- [Extracted entries]:
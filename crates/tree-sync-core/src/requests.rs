//! Pending-request correlation.
//!
//! Every outbound request gets an id that is unique for the lifetime of the
//! process. The pending map itself belongs to one synchronizer instance, so
//! independent synchronizers never see each other's entries.

use crate::action::RequestId;
use crate::error::{OperationError, ProtocolError};
use serde_json::Value;
use std::collections::HashMap;
use std::future::Future;
use std::pin::Pin;
use std::sync::atomic::{AtomicU64, Ordering};
use std::task::{Context, Poll};
use tokio::sync::oneshot;
use tracing::debug;

static NEXT_REQUEST_ID: AtomicU64 = AtomicU64::new(1);

fn next_request_id() -> RequestId {
    NEXT_REQUEST_ID.fetch_add(1, Ordering::Relaxed)
}

type Outcome = Result<Value, OperationError>;

/// An in-flight request awaiting its response.
pub struct PendingRequest {
    /// Method name, kept for diagnostics
    pub method: String,
    /// Arguments, kept for diagnostics
    pub args: Vec<Value>,
    tx: oneshot::Sender<Outcome>,
}

/// Handle the caller awaits for the outcome of a request.
///
/// Resolves to the response payload, `OperationError::Rejected` with the
/// payload of an error response, or `OperationError::Abandoned` if the
/// request was dropped without a response.
#[derive(Debug)]
pub struct Completion {
    id: RequestId,
    rx: oneshot::Receiver<Outcome>,
}

impl Completion {
    pub fn id(&self) -> RequestId {
        self.id
    }
}

impl Future for Completion {
    type Output = Outcome;

    fn poll(mut self: Pin<&mut Self>, cx: &mut Context<'_>) -> Poll<Self::Output> {
        Pin::new(&mut self.rx)
            .poll(cx)
            .map(|received| received.unwrap_or(Err(OperationError::Abandoned)))
    }
}

/// Pending requests keyed by id.
#[derive(Default)]
pub struct PendingRequests {
    entries: HashMap<RequestId, PendingRequest>,
}

impl PendingRequests {
    pub fn new() -> Self {
        Self::default()
    }

    /// Allocate a fresh id and register a pending entry for it.
    pub fn issue(&mut self, method: &str, args: &[Value]) -> (RequestId, Completion) {
        let id = next_request_id();
        let (tx, rx) = oneshot::channel();
        self.entries.insert(
            id,
            PendingRequest {
                method: method.to_string(),
                args: args.to_vec(),
                tx,
            },
        );
        (id, Completion { id, rx })
    }

    /// Complete the request successfully with `payload`.
    pub fn resolve(&mut self, id: RequestId, payload: Value) -> Result<(), ProtocolError> {
        self.complete(id, Ok(payload))
    }

    /// Fail the request with `payload`.
    pub fn reject(&mut self, id: RequestId, payload: Value) -> Result<(), ProtocolError> {
        self.complete(id, Err(OperationError::Rejected(payload)))
    }

    fn complete(&mut self, id: RequestId, outcome: Outcome) -> Result<(), ProtocolError> {
        let pending = self
            .entries
            .remove(&id)
            .ok_or(ProtocolError::UnknownRequest(id))?;
        debug!(
            "Request {} ({}) {}",
            id,
            pending.method,
            if outcome.is_ok() { "resolved" } else { "rejected" }
        );
        if pending.tx.send(outcome).is_err() {
            debug!("Completion for request {} was dropped before the response", id);
        }
        Ok(())
    }

    /// Remove an entry without completing it. Its completion yields `Abandoned`.
    pub fn withdraw(&mut self, id: RequestId) -> Option<PendingRequest> {
        self.entries.remove(&id)
    }

    /// Drop every entry. Returns how many were pending.
    pub fn abandon_all(&mut self) -> usize {
        let count = self.entries.len();
        self.entries.clear();
        count
    }

    pub fn contains(&self, id: RequestId) -> bool {
        self.entries.contains_key(&id)
    }

    pub fn len(&self) -> usize {
        self.entries.len()
    }

    pub fn is_empty(&self) -> bool {
        self.entries.is_empty()
    }

    /// `(id, method)` of every pending request, ordered by id.
    pub fn summary(&self) -> Vec<(RequestId, String)> {
        let mut summary: Vec<_> = self
            .entries
            .iter()
            .map(|(id, pending)| (*id, pending.method.clone()))
            .collect();
        summary.sort_by_key(|(id, _)| *id);
        summary
    }
}
use crate::config::ConfigError;
use thiserror::Error;
use tokio_tungstenite::tungstenite;
use tree_sync_core::{OperationError, SyncError};

#[derive(Debug, Error)]
pub enum ClientError {
    #[error("Failed to connect to {url}: {source}")]
    Connect {
        url: String,
        #[source]
        source: tungstenite::Error,
    },

    #[error(transparent)]
    Config(#[from] ConfigError),

    #[error(transparent)]
    Sync(#[from] SyncError),

    #[error(transparent)]
    Operation(#[from] OperationError),
}

pub type Result<T> = std::result::Result<T, ClientError>;
impl Tree {
    pub fn new(events: Arc<EventBus>) -> Self {
        Self {
            state: TreeSnapshot::default(),
            depth: 0,
            dirty: false,
            events,
        }
    }

    // ========================================================================
    // Read access
    // ========================================================================

    pub fn root_path(&self) -> Option<&str> {
        self.state.root_path.as_deref()
    }

    pub fn get(&self, path: &NodePath) -> Option<&Node> {
        self.state.nodes.get(path)
    }

    pub fn metadata(&self, path: &NodePath) -> Option<&Metadata> {
        self.state.metadata.get(path)
    }

    pub fn nodes(&self) -> &BTreeMap<NodePath, Node> {
        &self.state.nodes
    }

    pub fn len(&self) -> usize {
        self.state.nodes.len()
    }

    pub fn is_empty(&self) -> bool {
        self.state.nodes.is_empty()
    }

    pub fn snapshot(&self) -> TreeSnapshot {
        self.state.clone()
    }

    /// Number of currently open transactions.
    pub fn transaction_depth(&self) -> usize {
        self.depth
    }

    // ========================================================================
    // Transactions
    // ========================================================================

    pub fn start_transaction(&mut self) {
        self.depth += 1;
    }

    /// Close one transaction. Emits the coalesced change notification when the
    /// outermost transaction closes and something changed inside it.
    pub fn finish_transaction(&mut self) -> Result<()> {
        if self.depth == 0 {
            return Err(ReplicaError::TransactionImbalance);
        }
        self.depth -= 1;
        if self.depth == 0 {
            self.flush();
        }
        Ok(())
    }

    /// Force every open transaction closed. Returns how many were open.
    pub fn reset_transactions(&mut self) -> usize {
        let open = self.depth;
        self.depth = 0;
        self.flush();
        open
    }

    fn commit(&mut self) {
        self.dirty = true;
        if self.depth == 0 {
            self.flush();
        }
    }

    fn flush(&mut self) {
        if !self.dirty {
            return;
        }
        self.dirty = false;
        self.events.emit(SyncEvent::TreeChanged {
            snapshot: Arc::new(self.state.clone()),
            timestamp: now_millis(),
        });
    }

    fn notify(&self, operation: &str, path: &NodePath, new_path: Option<&NodePath>) {
        self.events.emit(SyncEvent::NodeChanged {
            operation: operation.to_string(),
            path: path.to_string(),
            new_path: new_path.map(|p| p.to_string()),
            timestamp: now_millis(),
        });
    }

    // ========================================================================
    // Mutations
    // ========================================================================

    /// Replace the entire replica content.
    ///
    /// `tree` is a nested object: object values are directories, anything else
    /// is a file. `stat` maps node paths to stat records.
    pub fn set(&mut self, root_path: &str, tree: &Map<String, Value>, stat: &Map<String, Value>) {
        let mut nodes = BTreeMap::new();
        collect_nodes(&NodePath::root(), tree, &mut nodes);
        for (key, value) in stat {
            if let Some(node) = nodes.get_mut(&NodePath::from(key.as_str())) {
                node.stat = Some(value.clone());
            }
        }

        self.state = TreeSnapshot {
            root_path: Some(root_path.to_string()),
            nodes,
            metadata: BTreeMap::new(),
        };
        self.notify("set", &NodePath::from(root_path), None);
        self.commit();
    }

    pub fn add_file(&mut self, path: &NodePath, meta: Metadata) -> Result<()> {
        self.insert(path, NodeKind::File, meta)
    }

    pub fn add_dir(&mut self, path: &NodePath, meta: Metadata) -> Result<()> {
        self.insert(path, NodeKind::Directory, meta)
    }

    /// Like `add_file`, but fails with `NotAFile` instead of replacing a directory.
    pub fn create_file(&mut self, path: &NodePath, meta: Metadata) -> Result<()> {
        self.check_kind(path, NodeKind::File)?;
        self.insert(path, NodeKind::File, meta)
    }

    /// Like `add_dir`, but fails with `NotADirectory` instead of replacing a file.
    pub fn create_dir(&mut self, path: &NodePath, meta: Metadata) -> Result<()> {
        self.check_kind(path, NodeKind::Directory)?;
        self.insert(path, NodeKind::Directory, meta)
    }

    fn check_kind(&self, path: &NodePath, kind: NodeKind) -> Result<()> {
        match self.state.nodes.get(path).map(|node| node.kind) {
            Some(existing) if existing != kind => match kind {
                NodeKind::File => Err(ReplicaError::NotAFile(path.to_string())),
                NodeKind::Directory => Err(ReplicaError::NotADirectory(path.to_string())),
            },
            _ => Ok(()),
        }
    }

    fn insert(&mut self, path: &NodePath, kind: NodeKind, meta: Metadata) -> Result<()> {
        if path.is_root() {
            return Err(ReplicaError::InvalidPath(path.to_string()));
        }
        self.ensure_ancestors(path)?;

        let existing = self
            .state
            .nodes
            .get(path)
            .map(|node| (node.kind, node.stat.clone()));
        let stat = match existing {
            Some((existing_kind, stat)) if existing_kind == kind => stat,
            Some(_) => {
                // Kind changed: a former directory loses its subtree
                self.remove_subtree(path);
                None
            }
            None => None,
        };
        self.state.nodes.insert(path.clone(), Node { kind, stat });
        if !meta.is_empty() {
            self.state
                .metadata
                .entry(path.clone())
                .or_default()
                .extend(meta);
        }

        self.notify("add", path, None);
        self.commit();
        Ok(())
    }

    fn ensure_ancestors(&mut self, path: &NodePath) -> Result<()> {
        for ancestor in path.ancestors() {
            match self.state.nodes.get(&ancestor) {
                Some(node) if !node.is_dir() => {
                    return Err(ReplicaError::NotADirectory(ancestor.to_string()));
                }
                Some(_) => {}
                None => {
                    self.state.nodes.insert(
                        ancestor,
                        Node {
                            kind: NodeKind::Directory,
                            stat: None,
                        },
                    );
                }
            }
        }
        Ok(())
    }

    /// Record a new stat for an existing node.
    pub fn set_stat(&mut self, path: &NodePath, stat: Value) -> Result<()> {
        let node = self
            .state
            .nodes
            .get_mut(path)
            .ok_or_else(|| ReplicaError::NotFound(path.to_string()))?;
        node.stat = Some(stat);
        self.notify("update", path, None);
        self.commit();
        Ok(())
    }

    /// Move a node (and its subtree) to a new path, replacing whatever was there.
    ///
    /// The target may not be the root, lie inside the moved subtree, or be
    /// one of the node's own ancestors.
    pub fn move_node(&mut self, from: &NodePath, to: &NodePath) -> Result<()> {
        if !self.state.nodes.contains_key(from) {
            return Err(ReplicaError::NotFound(from.to_string()));
        }
        if from == to {
            return Ok(());
        }
        if to.is_root() || to.starts_with(from) || from.starts_with(to) {
            return Err(ReplicaError::InvalidPath(to.to_string()));
        }
        self.ensure_ancestors(to)?;
        self.remove_subtree(to);

        let moved = self.remove_subtree(from);
        for (path, node, meta) in moved {
            let Some(new_path) = path.rebase(from, to) else {
                continue;
            };
            if let Some(meta) = meta {
                self.state.metadata.insert(new_path.clone(), meta);
            }
            self.state.nodes.insert(new_path, node);
        }

        self.notify("move", from, Some(to));
        self.commit();
        Ok(())
    }

    pub fn remove_file(&mut self, path: &NodePath) -> Result<()> {
        match self.state.nodes.get(path) {
            None => return Err(ReplicaError::NotFound(path.to_string())),
            Some(node) if node.is_dir() => {
                return Err(ReplicaError::NotAFile(path.to_string()));
            }
            Some(_) => {}
        }
        self.remove_subtree(path);
        self.notify("remove", path, None);
        self.commit();
        Ok(())
    }

    pub fn remove_dir(&mut self, path: &NodePath) -> Result<()> {
        match self.state.nodes.get(path) {
            None => return Err(ReplicaError::NotFound(path.to_string())),
            Some(node) if !node.is_dir() => {
                return Err(ReplicaError::NotADirectory(path.to_string()));
            }
            Some(_) => {}
        }
        self.remove_subtree(path);
        self.notify("remove", path, None);
        self.commit();
        Ok(())
    }

    /// Set one metadata field on an existing node.
    pub fn set_metadata_field(&mut self, path: &NodePath, field: &str, value: Value) -> Result<()> {
        if !self.state.nodes.contains_key(path) {
            return Err(ReplicaError::NotFound(path.to_string()));
        }
        self.state
            .metadata
            .entry(path.clone())
            .or_default()
            .insert(field.to_string(), value);
        self.notify("update", path, None);
        self.commit();
        Ok(())
    }

    /// Remove a field from a node's metadata. Missing nodes and fields are ignored.
    pub fn clear_metadata_field(&mut self, path: &NodePath, field: &str) {
        let Some(meta) = self.state.metadata.get_mut(path) else {
            return;
        };
        if meta.remove(field).is_none() {
            return;
        }
        if meta.is_empty() {
            self.state.metadata.remove(path);
        }
        self.notify("update", path, None);
        self.commit();
    }

    /// Detach `path` and everything below it, returning the removed entries.
    fn remove_subtree(&mut self, path: &NodePath) -> Vec<(NodePath, Node, Option<Metadata>)> {
        let keys: Vec<NodePath> = self
            .state
            .nodes
            .range(path.clone()..)
            .map(|(key, _)| key)
            .take_while(|key| key.starts_with(path))
            .cloned()
            .collect();

        keys.into_iter()
            .filter_map(|key| {
                let node = self.state.nodes.remove(&key)?;
                let meta = self.state.metadata.remove(&key);
                Some((key, node, meta))
            })
            .collect()
    }
}
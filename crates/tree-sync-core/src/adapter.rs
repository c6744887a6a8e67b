//! Watcher adapter: turns remote filesystem events into work items.
//!
//! The remote side reports events in watcher vocabulary (`add`, `addDir`,
//! `change`, `unlink`, `unlinkDir`). The adapter binds one event against the
//! live replica and returns a work item that applies it when the work queue
//! gets to it.

use crate::action::{FsEvent, FsEventKind};
use crate::tree::{Metadata, ReplicaError, SharedTree, Tree};
use crate::work_queue::WorkItem;
use serde_json::Value;
use std::sync::Arc;
use tracing::{debug, warn};

/// Metadata flag set on nodes created optimistically and not yet confirmed.
pub const LOADING_FIELD: &str = "loading";

/// Translates filesystem events into deferred replica mutations.
pub trait WatcherAdapter: Send + Sync {
    fn translate(&self, tree: &SharedTree, event: FsEvent) -> WorkItem;
}

/// Default adapter for watcher-style event names.
#[derive(Debug, Clone, Copy, Default)]
pub struct FsEventAdapter;

impl WatcherAdapter for FsEventAdapter {
    fn translate(&self, tree: &SharedTree, event: FsEvent) -> WorkItem {
        let tree = Arc::clone(tree);
        Box::pin(async move {
            let mut tree = tree.lock().unwrap_or_else(|e| e.into_inner());
            if let Err(e) = apply_event(&mut tree, &event) {
                warn!(
                    "Failed to apply {} event for {}: {}",
                    event.name.as_str(),
                    event.path,
                    e
                );
            }
        })
    }
}

/// Apply one filesystem event to the replica.
pub fn apply_event(tree: &mut Tree, event: &FsEvent) -> Result<(), ReplicaError> {
    let path = &event.path;
    debug!("Applying {} {}", event.name.as_str(), path);

    match event.name {
        FsEventKind::Add | FsEventKind::AddDir => {
            if event.name == FsEventKind::Add {
                tree.add_file(path, Metadata::new())?;
            } else {
                tree.add_dir(path, Metadata::new())?;
            }
            record_stat(tree, event)?;
            // The authority has the node now
            tree.clear_metadata_field(path, LOADING_FIELD);
        }
        FsEventKind::Change => {
            if tree.get(path).is_none() {
                tree.add_file(path, Metadata::new())?;
            }
            record_stat(tree, event)?;
        }
        FsEventKind::Unlink => tree.remove_file(path)?,
        FsEventKind::UnlinkDir => tree.remove_dir(path)?,
    }
    Ok(())
}

fn record_stat(tree: &mut Tree, event: &FsEvent) -> Result<(), ReplicaError> {
    if event.stat == Value::Null {
        return Ok(());
    }
    tree.set_stat(&event.path, event.stat.clone())
}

- [Task goal]:
Please restate the records word for word. Go from the first line to the line with "pub struct Completion" and include both.

- [Your solution]:
filename crates/tree-sync-core/src/requests.rs
//! Pending-request correlation.
//!
//! Every outbound request gets an id that is unique for the lifetime of the
//! process. The pending map itself belongs to one synchronizer instance, so
//! independent synchronizers never see each other's entries.

use crate::action::RequestId;
use crate::error::{OperationError, ProtocolError};
use serde_json::Value;
use std::collections::HashMap;
use std::future::Future;
use std::pin::Pin;
use std::sync::atomic::{AtomicU64, Ordering};
use std::task::{Context, Poll};
use tokio::sync::oneshot;
use tracing::debug;

static NEXT_REQUEST_ID: AtomicU64 = AtomicU64::new(1);

fn next_request_id() -> RequestId {
    NEXT_REQUEST_ID.fetch_add(1, Ordering::Relaxed)
}

type Outcome = Result<Value, OperationError>;

/// An in-flight request awaiting its response.
pub struct PendingRequest {
    /// Method name, kept for diagnostics
    pub method: String,
    /// Arguments, kept for diagnostics
    pub args: Vec<Value>,
    tx: oneshot::Sender<Outcome>,
}

/// Handle the caller awaits for the outcome of a request.
///
/// Resolves to the response payload, `OperationError::Rejected` with the
/// payload of an error response, or `OperationError::Abandoned` if the
/// request was dropped without a response.
#[derive(Debug)]
pub struct Completion {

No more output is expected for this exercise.